Même si la forêt boréale brûle encore, les porte-parole de la pensée correcte annoncent avec soulagement le retour des travailleurs des sables bitumineux et des habitants de Fort McMurray. Tout le pays devrait se réjouir que les millions de tonnes de gaz à effet de serre et les millions de litres d’eau toxique, générés quotidiennement par l’industrie pétrolière la plus sale de la planète, puissent être relâchés dans l’environnement comme avant. La production pourra reprendre, les projets de pipelines pourront aller de l’avant. Certains chroniqueurs ont déploré les allusions faites au réchauffement climatique en plein cœur de la crise. Le Canada est un pays de matières premières, dit-on, nous n’avons pas le choix d’exploiter notre ressource.

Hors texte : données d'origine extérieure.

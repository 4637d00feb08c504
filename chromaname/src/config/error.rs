//! Configuration errors.

use thiserror::Error;

/// Errors from reading, writing or editing the configuration file.
#[derive(Debug, Error)]
pub enum ConfigError {
    #[error("Config file I/O error: {0}")]
    Io(#[from] std::io::Error),

    #[error("Failed to parse config file: {0}")]
    Parse(String),

    #[error("Unknown configuration key '{0}'")]
    UnknownKey(String),

    #[error("Invalid value for {key}: '{value}' ({reason})")]
    InvalidValue {
        key: String,
        value: String,
        reason: String,
    },
}

impl From<ini::Error> for ConfigError {
    fn from(e: ini::Error) -> Self {
        match e {
            ini::Error::Io(io) => ConfigError::Io(io),
            ini::Error::Parse(parse) => ConfigError::Parse(parse.to_string()),
        }
    }
}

Pendant ce temps, la sécheresse et la canicule font grimper le mercure jusqu’à 51 degrés Celsius en Inde et affament 50 millions de personnes en Afrique australe . Plus de 8 000 tonnes de sardines asphyxiées s’échouent sur les côtes du Chili . Des inondations paralysent l’Europe et déplacent 500 000 personnes au Sri Lanka, tandis que le tiers des oiseaux d’Amérique du Nord disparaissent sans bruit. Mais les médias font peu de cas de ces désastres.
Les impacts du réchauffement climatique sont devenus si graves qu’il est de bon ton de ne plus en parler. On dira que si la forêt boréale se dessèche, ce n’est pas notre faute à nous, c’est la faute à El Niño. Pendant l’incendie de Fort McMurray, les calculateurs n’ont pas perdu de temps pour rassurer la population. La reconstruction de la ville va créer des emplois et de la richesse, disent-ils. Oublions vite la poussière toxique et le printemps silencieux, l’industrie a besoin de sa main d’œuvre.
Le discours de nos médias sur l’industrie pétrolière albertaine contraste curieusement avec les conclusions d’un rapport préliminaire du groupe de prospective Horizons de politiques Canada paru en mars 2016 et diffusé sur internet grâce à la loi sur l’accès à l’information. Ce rapport provenant d’un groupe de travail interne au gouvernement fédéral note que le prix des énergies renouvelables a tellement diminué, notamment grâce au géant chinois, que les hydrocarbures les plus sales sont voués à un déclin plus rapide que prévu. S’il veut se positionner dans le virage économique de la transition énergétique, le Canada a tout avantage à désinvestir dans les Sables et à exploiter son potentiel minier et sa capacité d’innovation technologique pour répondre aux besoins industriels liés à l’essor des énergies renouvelables partout dans le monde. Selon les experts du rapport, le grand virage déjà amorcé devrait se généraliser dans un horizon de 10 à 15 ans. On comprend que dans ce scénario, il n’y a pas de place pour l’expansion des sables bitumineux et ni pour les projets de pipelines.
Ceux et celles qui mènent la lutte contre les gaz à effet de serre peuvent se réjouir des changements préconisés dans ce rapport du groupe Horizons politiques Canada. Ceux et celles qui ont tout perdu dans l’incendie de Fort McMurray peuvent également être soulagés. Car ils et elles pourront obtenir de la part de leur assureur une compensation financière qui leur permettra de quitter la région malsaine et aller s’installer ailleurs. Tandis que ceux et celles qui restent trouveront difficilement des acheteurs pour leur maison, une fois que les Sables seront déclassés à la bourse. Espérons que ce soit avant 10 ans car, comme disent les climatologues, dans 10 ans il sera trop tard pour sauver le climat.